12・18勾留理由開示公判 意見書(下地真樹)
<12・18勾留理由開示公判 意見書(下地真樹)>
私は裁判所で、覚えていることは丁寧にお話しました。その結果、事実関係にすら混乱があるんですけど、一度は勾留請求が却下されました。そもそも逮捕状記載の被疑事実がメチャクチャなものでしたから、当然のことだとも思いますが、しかし、その後、どういうわけか長時間待たされた挙句、再度勾留との決定が出ました。しかも、その理由はなんら客観的証拠に基づかないメチャクチャなものです。司法の独立はどこへ行ったのかと思います。
今朝、検察官の取調がありましたが、その検察官ですら、被疑事実には私の行動についての記載が少ないと言っていました。
私が勾留されたのは「罪証隠滅のおそれあり」とのことですが、つまり、私が関係者と口裏合わせをして証拠隠滅をはかるとか、そういう話のようです。しかし、私は裁判所ではちゃんと話をしているのです。どうして今更口裏合わせする必要があるでしょうか。
むしろ実際に口裏合わせをしているのは、警察と、警察OBが多数天下っている警備業者の方ではないでしょうか。その可能性はありえないと判断したのなら、その根拠はなんでしょうか。実際に証言された方の前職が何かというだけの問題ではありません。業界としての太い関係性がある以上、その背景を考慮すべきですが、どうなのでしょうか。

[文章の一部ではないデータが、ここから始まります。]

//! Token refresh and replay behaviour of the marketplace HTTP client

use bazaar_core::ApiResponse;
use bazaar_http::{
    ApiRequest, ClientError, CredentialUpdate, Credentials, MarketClient, MemoryTokenStore, Session,
    SessionListener, TokenSlot, TokenStore,
};
use mockall::mock;
use serde_json::{Value, json};
use std::sync::Arc;
use std::time::Duration;
use wiremock::matchers::{body_json, header, method, path};
use wiremock::{Mock, MockServer, ResponseTemplate};

mock! {
    Listener {}

    impl SessionListener for Listener {
        fn session_ended(&self, redirect_to: &str);
    }
}

fn ok(data: Value) -> ResponseTemplate {
    ResponseTemplate::new(200).set_body_json(ApiResponse::ok(data))
}

fn profile() -> Value {
    json!({ "nickname": "alice" })
}

/// Listener that must never fire
fn silent_listener() -> Arc<MockListener> {
    let mut listener = MockListener::new();
    listener.expect_session_ended().times(0);
    Arc::new(listener)
}

/// Listener that must fire exactly once with the auth entry point
fn teardown_listener() -> Arc<MockListener> {
    let mut listener = MockListener::new();
    listener
        .expect_session_ended()
        .withf(|redirect_to: &str| redirect_to == "/auth")
        .times(1)
        .return_const(());
    Arc::new(listener)
}

fn client(
    server: &MockServer,
    store: Arc<MemoryTokenStore>,
    listener: Arc<MockListener>,
) -> MarketClient {
    MarketClient::builder()
        .base_url(server.uri())
        .session(Session::new(store).with_listener(listener))
        .build()
        .unwrap()
}

fn order_json() -> Value {
    let user = json!({
        "uuid": "u-1",
        "user_id": "alice",
        "name": "Alice",
        "email": "alice@example.com",
        "status": "active",
        "user_state": { "points": 120 }
    });
    json!({
        "uuid": "o-1",
        "order_number": "ORD-0001",
        "status": "PENDING",
        "total_amount": 150000,
        "quantity": 1,
        "delivery_method": "direct",
        "buyer": user,
        "seller": user,
        "product": {
            "uuid": "p-1",
            "name": "Film camera",
            "description": "Works fine",
            "price": 150000,
            "category": "camera",
            "status": "Available",
            "has_nft": false,
            "attributes": {},
            "created_at": "2024-05-01T10:00:00Z"
        },
        "created_at": "2024-05-02T10:00:00Z"
    })
}

fn signed_in() -> Arc<MemoryTokenStore> {
    Arc::new(MemoryTokenStore::with_credentials(Credentials::new("A1", "R1")))
}

async fn mount_refresh(server: &MockServer, response: ResponseTemplate, times: u64) {
    Mock::given(method("POST"))
        .and(path("/auth/refresh"))
        .and(body_json(json!({ "refresh_token": "R1" })))
        .respond_with(response)
        .expect(times)
        .mount(server)
        .await;
}

#[tokio::test]
async fn test_expired_token_is_refreshed_and_replayed() {
    let mock_server = MockServer::start().await;

    Mock::given(method("GET"))
        .and(path("/profile"))
        .and(header("authorization", "Bearer A1"))
        .respond_with(ResponseTemplate::new(401))
        .expect(1)
        .mount(&mock_server)
        .await;
    Mock::given(method("GET"))
        .and(path("/profile"))
        .and(header("authorization", "Bearer A2"))
        .respond_with(ok(profile()))
        .expect(1)
        .mount(&mock_server)
        .await;
    mount_refresh(&mock_server, ok(json!({ "access_token": "A2" })), 1).await;

    let store = signed_in();
    let client = client(&mock_server, store.clone(), silent_listener());

    let body: Value = client
        .execute(&ApiRequest::get("/profile"))
        .await
        .unwrap();

    assert_eq!(body, profile());
    assert_eq!(store.credentials().await, Some(Credentials::new("A2", "R1")));
}

#[tokio::test]
async fn test_refresh_request_carries_no_bearer() {
    let mock_server = MockServer::start().await;

    Mock::given(method("GET"))
        .and(path("/profile"))
        .and(header("authorization", "Bearer A1"))
        .respond_with(ResponseTemplate::new(401))
        .mount(&mock_server)
        .await;
    Mock::given(method("GET"))
        .and(path("/profile"))
        .and(header("authorization", "Bearer A2"))
        .respond_with(ok(profile()))
        .mount(&mock_server)
        .await;
    mount_refresh(&mock_server, ok(json!({ "access_token": "A2" })), 1).await;

    let client = client(&mock_server, signed_in(), silent_listener());
    client
        .send(&ApiRequest::get("/profile"))
        .await
        .unwrap();

    let requests = mock_server.received_requests().await.unwrap();
    let refresh = requests
        .iter()
        .find(|req| req.url.path() == "/auth/refresh")
        .unwrap();
    assert!(refresh.headers.get("authorization").is_none());
}

#[tokio::test]
async fn test_rotated_refresh_token_is_stored() {
    let mock_server = MockServer::start().await;

    Mock::given(method("GET"))
        .and(path("/profile"))
        .and(header("authorization", "Bearer A1"))
        .respond_with(ResponseTemplate::new(401))
        .mount(&mock_server)
        .await;
    Mock::given(method("GET"))
        .and(path("/profile"))
        .and(header("authorization", "Bearer A2"))
        .respond_with(ok(profile()))
        .mount(&mock_server)
        .await;
    mount_refresh(
        &mock_server,
        ok(json!({ "access_token": "A2", "refresh_token": "R2" })),
        1,
    )
    .await;

    let store = signed_in();
    let client = client(&mock_server, store.clone(), silent_listener());
    client
        .send(&ApiRequest::get("/profile"))
        .await
        .unwrap();

    assert_eq!(store.credentials().await, Some(Credentials::new("A2", "R2")));
}

#[tokio::test]
async fn test_replay_is_attempted_only_once() {
    let mock_server = MockServer::start().await;

    Mock::given(method("GET"))
        .and(path("/profile"))
        .respond_with(ResponseTemplate::new(401))
        .expect(2)
        .mount(&mock_server)
        .await;
    mount_refresh(&mock_server, ok(json!({ "access_token": "A2" })), 1).await;

    let store = signed_in();
    let client = client(&mock_server, store.clone(), silent_listener());

    let result = client.send(&ApiRequest::get("/profile")).await;
    assert!(matches!(result, Err(ClientError::AuthenticationFailed(_))));

    // The refreshed credentials are kept; only a failed refresh ends the session
    assert_eq!(store.credentials().await, Some(Credentials::new("A2", "R1")));
}

#[tokio::test]
async fn test_rejected_refresh_ends_session() {
    let mock_server = MockServer::start().await;

    Mock::given(method("GET"))
        .and(path("/profile"))
        .respond_with(ResponseTemplate::new(401))
        .expect(1)
        .mount(&mock_server)
        .await;
    mount_refresh(&mock_server, ResponseTemplate::new(401), 1).await;

    let store = signed_in();
    let client = client(&mock_server, store.clone(), teardown_listener());

    let result = client.send(&ApiRequest::get("/profile")).await;
    assert!(matches!(result, Err(ClientError::RefreshRejected(_))));

    assert_eq!(store.get(TokenSlot::Access).await.unwrap(), None);
    assert_eq!(store.get(TokenSlot::Refresh).await.unwrap(), None);
}

#[tokio::test]
async fn test_unsuccessful_refresh_envelope_ends_session() {
    let mock_server = MockServer::start().await;

    Mock::given(method("GET"))
        .and(path("/profile"))
        .respond_with(ResponseTemplate::new(401))
        .mount(&mock_server)
        .await;
    mount_refresh(
        &mock_server,
        ResponseTemplate::new(200).set_body_json(json!({
            "success": false,
            "data": null,
            "error": ["refresh token expired"]
        })),
        1,
    )
    .await;

    let store = signed_in();
    let client = client(&mock_server, store.clone(), teardown_listener());

    match client.send(&ApiRequest::get("/profile")).await {
        Err(ClientError::RefreshRejected(msg)) => assert!(msg.contains("refresh token expired")),
        other => panic!("expected rejected refresh, got {other:?}"),
    }
    assert_eq!(store.credentials().await, None);
}

#[tokio::test]
async fn test_missing_refresh_token_ends_session() {
    let mock_server = MockServer::start().await;

    Mock::given(method("GET"))
        .and(path("/profile"))
        .and(header("authorization", "Bearer A1"))
        .respond_with(ResponseTemplate::new(401))
        .expect(1)
        .mount(&mock_server)
        .await;
    Mock::given(method("POST"))
        .and(path("/auth/refresh"))
        .respond_with(ok(json!({ "access_token": "A2" })))
        .expect(0)
        .mount(&mock_server)
        .await;

    let store = Arc::new(MemoryTokenStore::new());
    store
        .apply(&CredentialUpdate::AccessOnly("A1".to_string()))
        .await
        .unwrap();
    let client = client(&mock_server, store.clone(), teardown_listener());

    let result = client.send(&ApiRequest::get("/profile")).await;
    assert!(matches!(result, Err(ClientError::MissingRefreshToken)));
    assert_eq!(store.get(TokenSlot::Access).await.unwrap(), None);
}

私は自分が関わった市民運動の中で、路上の表現活動に対する警察の不当な介入に度々抗議してきました。許可が不要なことでも「許可が必要」と言い、こちらに知識がなければそのままやめさせられます。「それは違います」と抗議して、問答をすると、スゴスゴと引き下がったりします。もちろん謝ったりは絶対しないし、別の日にはまた同じウソを言います。一向に改善されません。ですから私は、根気よく抗議をくり返し、できるだけ多くの人々にその様子を見てもらったり、伝えるようにしてきました。その結果、警察の不当行為に気づいて、抗議をする人も増えてきたと思います。

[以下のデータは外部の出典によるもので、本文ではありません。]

#[cfg(test)]
mod tests {
    use super::*;
    use crate::components::ComponentMeta;
    use crate::dag::{OutputSpec, PartyDecl};
    use serde_json::json;

    fn registry() -> ComponentRegistry {
        let mut registry = ComponentRegistry::new();
        registry.register_meta(ComponentMeta {
            name: "reader".into(),
            supported_roles: vec!["guest".into(), "host".into()],
            input_artifacts: vec![],
            output_artifacts: vec!["output_data".into()],
        });
        registry.register_meta(ComponentMeta {
            name: "psi".into(),
            supported_roles: vec!["guest".into(), "host".into()],
            input_artifacts: vec!["input_data".into()],
            output_artifacts: vec!["output_data".into()],
        });
        registry.register_meta(ComponentMeta {
            name: "lr_train".into(),
            supported_roles: vec!["guest".into(), "host".into(), "arbiter".into()],
            input_artifacts: vec!["train_data".into(), "warm_model".into()],
            output_artifacts: vec!["model".into(), "metrics".into()],
        });
        registry
    }

    fn two_party_spec() -> DagSpec {
        serde_json::from_value(json!({
            "parties": [
                {"role": "guest", "party_ids": ["9999"]},
                {"role": "host", "party_ids": ["10000"]}
            ],
            "tasks": {
                "reader_0": {
                    "component_ref": "reader",
                    "inputs": {}
                },
                "psi_0": {
                    "component_ref": "psi",
                    "inputs": {
                        "input_data": {"task_output": {
                            "producer_task": "reader_0",
                            "output_key": "output_data"
                        }}
                    }
                },
                "train_0": {
                    "component_ref": "lr_train",
                    "inputs": {
                        "train_data": {"task_output": {
                            "producer_task": "psi_0",
                            "output_key": "output_data"
                        }},
                        "warm_model": {"model_warehouse": {}}
                    }
                }
            },
            "conf": {
                "model_id": "pearl_202401",
                "model_version": 3
            }
        }))
        .unwrap()
    }

    #[test]
    fn parses_chain_and_orders_every_view() {
        let registry = registry();
        let graph = DagParser::new(&registry)
            .parse("j-1", &two_party_spec())
            .unwrap();

        let guest = PartyAddr::new("guest", "9999");
        let order = graph.topological_order(&guest).unwrap();
        assert_eq!(order, vec!["reader_0", "psi_0", "train_0"]);
        assert_eq!(
            graph.global_topological_order().unwrap(),
            vec!["reader_0", "psi_0", "train_0"]
        );
    }

    #[test]
    fn warehouse_channels_create_no_dependency() {
        let registry = registry();
        let graph = DagParser::new(&registry)
            .parse("j-1", &two_party_spec())
            .unwrap();
        let deps = graph.dependent_tasks("train_0").unwrap();
        assert_eq!(deps.into_iter().collect::<Vec<_>>(), vec!["psi_0"]);
        assert!(graph.dependent_tasks("reader_0").unwrap().is_empty());
    }

    #[test]
    fn model_channel_inherits_job_defaults() {
        let registry = registry();
        let graph = DagParser::new(&registry)
            .parse("j-1", &two_party_spec())
            .unwrap();
        let guest = PartyAddr::new("guest", "9999");
        let node = graph.view(&guest).unwrap().node("train_0").unwrap();
        match &node.inputs["warm_model"] {
            ResolvedChannel::Model {
                model_id,
                model_version,
            } => {
                assert_eq!(model_id, "pearl_202401");
                assert_eq!(*model_version, 3);
            }
            other => panic!("expected model channel, got {other:?}"),
        }
    }

    #[test]
    fn model_channel_falls_back_to_job_id() {
        let registry = registry();
        let mut spec = two_party_spec();
        spec.conf.model_id = None;
        spec.conf.model_version = None;
        let graph = DagParser::new(&registry).parse("j-7", &spec).unwrap();
        let guest = PartyAddr::new("guest", "9999");
        let node = graph.view(&guest).unwrap().node("train_0").unwrap();
        match &node.inputs["warm_model"] {
            ResolvedChannel::Model {
                model_id,
                model_version,
            } => {
                assert_eq!(model_id, "j-7_model");
                assert_eq!(*model_version, 0);
            }
            other => panic!("expected model channel, got {other:?}"),
        }
    }

    #[test]
    fn unknown_producer_is_a_structural_error() {
        let registry = registry();
        let mut spec = two_party_spec();
        spec.tasks.get_mut("psi_0").unwrap().inputs.insert(
            "input_data".into(),
            ChannelSpec::TaskOutput {
                producer_task: "missing".into(),
                output_key: "output_data".into(),
                roles: None,
            },
        );
        assert!(matches!(
            DagParser::new(&registry).parse("j-1", &spec),
            Err(ParseError::UnknownProducer { .. })
        ));
    }

    #[test]
    fn unknown_component_is_a_structural_error() {
        let registry = registry();
        let mut spec = two_party_spec();
        spec.tasks.get_mut("psi_0").unwrap().component_ref = "nope".into();
        assert!(matches!(
            DagParser::new(&registry).parse("j-1", &spec),
            Err(ParseError::UnknownComponent { .. })
        ));
    }

    #[test]
    fn cycle_is_a_structural_error() {
        let registry = registry();
        let mut spec = two_party_spec();
        spec.tasks.get_mut("reader_0").unwrap().inputs.insert(
            "loop_back".into(),
            ChannelSpec::TaskOutput {
                producer_task: "train_0".into(),
                output_key: "model".into(),
                roles: None,
            },
        );
        assert!(matches!(
            DagParser::new(&registry).parse("j-1", &spec),
            Err(ParseError::Graph(GraphError::Cycle(_)))
        ));
    }

    #[test]
    fn task_party_override_narrows_applicability() {
        let registry = registry();
        let mut spec = two_party_spec();
        spec.tasks.get_mut("reader_0").unwrap().parties = Some(vec![PartyDecl {
            role: "guest".into(),
            party_ids: vec!["9999".into()],
        }]);
        let graph = DagParser::new(&registry).parse("j-1", &spec).unwrap();
        assert_eq!(
            graph.parties_of("reader_0").unwrap(),
            &[PartyAddr::new("guest", "9999")]
        );
        // The host view has no reader node and no reader edge.
        let host = PartyAddr::new("host", "10000");
        let host_view = graph.view(&host).unwrap();
        assert!(host_view.node("reader_0").is_none());
        assert!(host_view
            .edges
            .iter()
            .all(|(producer, _)| producer != "reader_0"));
    }

    #[test]
    fn role_restricted_channel_drops_edge_for_other_roles() {
        let registry = registry();
        let mut spec = two_party_spec();
        if let Some(task) = spec.tasks.get_mut("psi_0") {
            task.inputs.insert(
                "input_data".into(),
                ChannelSpec::TaskOutput {
                    producer_task: "reader_0".into(),
                    output_key: "output_data".into(),
                    roles: Some(vec!["guest".into()]),
                },
            );
        }
        let graph = DagParser::new(&registry).parse("j-1", &spec).unwrap();

        let guest = PartyAddr::new("guest", "9999");
        let host = PartyAddr::new("host", "10000");
        assert!(graph
            .view(&guest)
            .unwrap()
            .edges
            .contains(&("reader_0".into(), "psi_0".into())));
        assert!(!graph
            .view(&host)
            .unwrap()
            .edges
            .contains(&("reader_0".into(), "psi_0".into())));
        // Readiness still honors the producer globally.
        assert!(graph.dependent_tasks("psi_0").unwrap().contains("reader_0"));
    }

    #[test]
    fn undeclared_task_party_is_rejected() {
        let registry = registry();
        let mut spec = two_party_spec();
        spec.tasks.get_mut("reader_0").unwrap().parties = Some(vec![PartyDecl {
            role: "guest".into(),
            party_ids: vec!["1234".into()],
        }]);
        assert!(matches!(
            DagParser::new(&registry).parse("j-1", &spec),
            Err(ParseError::UndeclaredParty { .. })
        ));
    }

    #[test]
    fn unsupported_role_everywhere_is_rejected() {
        let mut registry = ComponentRegistry::new();
        registry.register_meta(ComponentMeta {
            name: "reader".into(),
            supported_roles: vec!["arbiter".into()],
            input_artifacts: vec![],
            output_artifacts: vec!["output_data".into()],
        });
        let spec: DagSpec = serde_json::from_value(json!({
            "parties": [{"role": "guest", "party_ids": ["9999"]}],
            "tasks": {"reader_0": {"component_ref": "reader"}}
        }))
        .unwrap();
        assert!(matches!(
            DagParser::new(&registry).parse("j-1", &spec),
            Err(ParseError::NoApplicableParty { .. })
        ));
    }

    #[test]
    fn empty_data_reference_is_rejected() {
        let registry = registry();
        let mut spec = two_party_spec();
        spec.tasks.get_mut("train_0").unwrap().inputs.insert(
            "train_data".into(),
            ChannelSpec::DataWarehouse {
                namespace: None,
                name: None,
                dataset_id: None,
            },
        );
        assert!(matches!(
            DagParser::new(&registry).parse("j-1", &spec),
            Err(ParseError::EmptyDataReference { .. })
        ));
    }

    #[test]
    fn producer_outputs_validated_against_explicit_declarations() {
        let registry = registry();
        let mut spec = two_party_spec();
        // reader_0 now declares its outputs explicitly, without the key
        // psi_0 consumes.
        spec.tasks
            .get_mut("reader_0")
            .unwrap()
            .outputs
            .insert("something_else".into(), OutputSpec::default());
        assert!(matches!(
            DagParser::new(&registry).parse("j-1", &spec),
            Err(ParseError::UnknownProducerOutput { .. })
        ));
    }
}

警察の不当行為は路上表現への介入だけではありませんが、私はそれを根気よく問題にしてきました。世の中が良くなることを望んで、そうしてきました。すると警察は、私のことを名前や職業で呼ぶようになりました。私を脅かすためです。私の名前を呼んで指示をする警察官には警察手帳の呈示を求めたりしますが、ほとんど応じてくれません。規則違反ではないでしょうか? なにより、こんな下らない仕事をさせられる若い警察官たちが気の毒です。その中には、私の教えた学生もいるのですから。なおさらです。
関電前デモでの逮捕が不当逮捕であることは、それまでとは様子が違って警察官が多数来ていたこと、画像で転んでるのが映っていることから、誰でも知っていることです。
大阪府警はずいぶん以前から私のことを知っています。警察の不当行為を指摘し、抗議する私のことが目ざわりだったのではないでしょうか。それで自分たちの仕事のあり方を点検し、改めるべきは改めればよいところ、逆恨みをし、職権を使って私を罪に陥れる。これは特別公務員職権濫用罪に相当するのではないでしょうか? これでは、まるで子どものけんかです。
こうした警察の暴走を戒めるべき検察がむしろこれに同調し、こうした不正をチェックして防ぐべき裁判所がこれを簡単に認めてしまう。この国の刑事司法はいったいどうなってしまっているのでしょうか?
黙秘していると勾留の必要性が高まるかのように検察官は言いました。しかし、警察が私的な目的のために職権濫用をするおそれがあるから、黙秘権は重要な権利なのです。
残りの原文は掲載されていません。